After enduring a divorce four years ago, Mike Miller's vision for a golden retirement got an unexpected makeover. Miller had been married for more than 30 years, and now he was single. His longtime dream of a shared retirement was shattered. He was also facing another unwelcome outcome: living in a smaller home and taking fewer vacations.
Like Miller, more Americans are going through so-called gray divorces and the downsizing that follows. The divorce rate in the United States among people 50 or older has doubled since 1990. These divorces can sabotage retirement plans as assets are cut in half and expenses as a divorced single rise.
Spouses over 50 often bring fat pensions and defined-contribution plans to the table, making some settlement fights especially ugly, experts say. But failing to battle for your share can cost hundreds of thousands of dollars more down the road, said Emily Widmann McBurney, a partner at Kegel McBurney in Atlanta.
Experts suggest hiring a financial planner even before finding a good divorce lawyer. These planners can help divorcing spouses navigate a maze of retirement plan laws, make cash-flow forecasts and maximize tax-free distributions.
This financial prowess is needed early in the battle over retirement nest eggs. The inventory of assets that couples make when disclosing their investments is one example. Sometimes, esoteric assets like deferred-compensation plans or stock options may be overlooked or misunderstood in the inventory, McBurney said.
Fights are more contagious around retirement assets, McBurney said. She suggests hiring forensic accountants or other experts, if you need them, to find additional assets, which may be hidden.
Once on the inventory, defined-contribution plans and pensions offered by employers are usually divided by using court orders called qualified domestic relations orders, or QDROs. They may be included in the divorce settlement agreement that splits up retirement plan assets, said Louise Nixon, president of QDRO Counsel.

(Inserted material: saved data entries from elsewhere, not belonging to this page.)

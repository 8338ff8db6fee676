//! Rendering of pallet plans and scan panels.

use carton_cli::commands::scan_codes;
use carton_cli::render::{item_panel, pallet_json, pallet_table, recent_lines, scan_json};
use carton_ingest::InvoiceBatch;
use carton_model::ShipmentRecord;
use carton_pallet::{ScanSession, SessionOptions};

fn session() -> ScanSession {
    let row = |container: &str, item: &str, vpn: &str, color: &str| {
        ShipmentRecord::new(container, "INV-A", item, vpn)
            .with_colors(Some(color), None)
            .with_price(Some(12.5))
    };
    let batch = InvoiceBatch::new(
        "INV-A",
        vec![
            row("1001", "SKU1", "STYLE1", "BLK"),
            row("1002", "SKU2", "STYLE1", "BLK"),
            row("1003", "SKU3", "STYLE2", "WHT"),
        ],
    );
    ScanSession::open(batch, SessionOptions::default()).unwrap()
}

#[test]
fn pallet_plan_as_json() {
    let session = session();
    let json = pallet_json(session.plan().allocations()).unwrap();
    insta::assert_snapshot!(json, @r#"
    [
      {
        "Scan_Carton_No": "1.1",
        "Main_No": 1,
        "Sub_No": 1,
        "VPNs_combined": "STYLE1:BLK",
        "Item": "SKU1"
      },
      {
        "Scan_Carton_No": "1.2",
        "Main_No": 1,
        "Sub_No": 2,
        "VPNs_combined": "STYLE1:BLK",
        "Item": "SKU2"
      },
      {
        "Scan_Carton_No": "2.1",
        "Main_No": 2,
        "Sub_No": 1,
        "VPNs_combined": "STYLE2:WHT",
        "Item": "SKU3"
      }
    ]
    "#);
}

#[test]
fn pallet_table_lists_every_label() {
    let session = session();
    let rendered = pallet_table(session.plan().allocations()).to_string();
    for expected in ["Scan_Carton_No", "VPNs_combined", "1.1", "1.2", "2.1", "STYLE2:WHT"] {
        assert!(rendered.contains(expected), "missing {expected}");
    }
}

#[test]
fn item_panel_after_match() {
    let mut session = session();
    scan_codes(&mut session, &["1003".to_string()]);
    let info = session.item_info().unwrap();
    insta::assert_snapshot!(item_panel(&info), @r"
    ITEM: SKU3 | Total Containers: 1 | Price: 12.5
    Style: STYLE2 | Color: WHT
    ");
}

#[test]
fn recent_lines_placeholder() {
    let session = session();
    assert_eq!(recent_lines(&session), vec!["No scans yet..."]);
}

#[test]
fn scan_results_as_json() {
    let mut session = session();
    let results = scan_codes(&mut session, &["1002".to_string(), "9999".to_string()]);
    let value: serde_json::Value = serde_json::from_str(&scan_json(&results).unwrap()).unwrap();

    assert_eq!(value[0]["input"], "1002");
    assert_eq!(value[0]["status"], "success");
    assert_eq!(value[0]["message"], "Pallet - 1.2");
    assert_eq!(value[0]["outcome"]["label"]["group"], 1);
    assert_eq!(value[1]["status"], "danger");
    assert_eq!(value[1]["message"], "MISMATCH: 9999 not found");
    assert_eq!(value[1]["mixed"], false);
}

Taxable issues can also reduce seemingly hefty retirement plan assets. Defined-benefit plans, for example, are usually taxable when a person receives the funds, said Tom Rowley, at Invesco Consulting. These assets aren't taxed, however, if they're put into another retirement account.
Even alimony can be more complicated than it might seem at first. People forget that alimony is taxable, said Jeffrey Landers, a divorce financial strategist at Bedrock Divorce Advisors in New York. And retirement plan assets may be neglected in the battle for present income. Alimony is usually only a short-term income solution, since it typically ends after a former spouse dies.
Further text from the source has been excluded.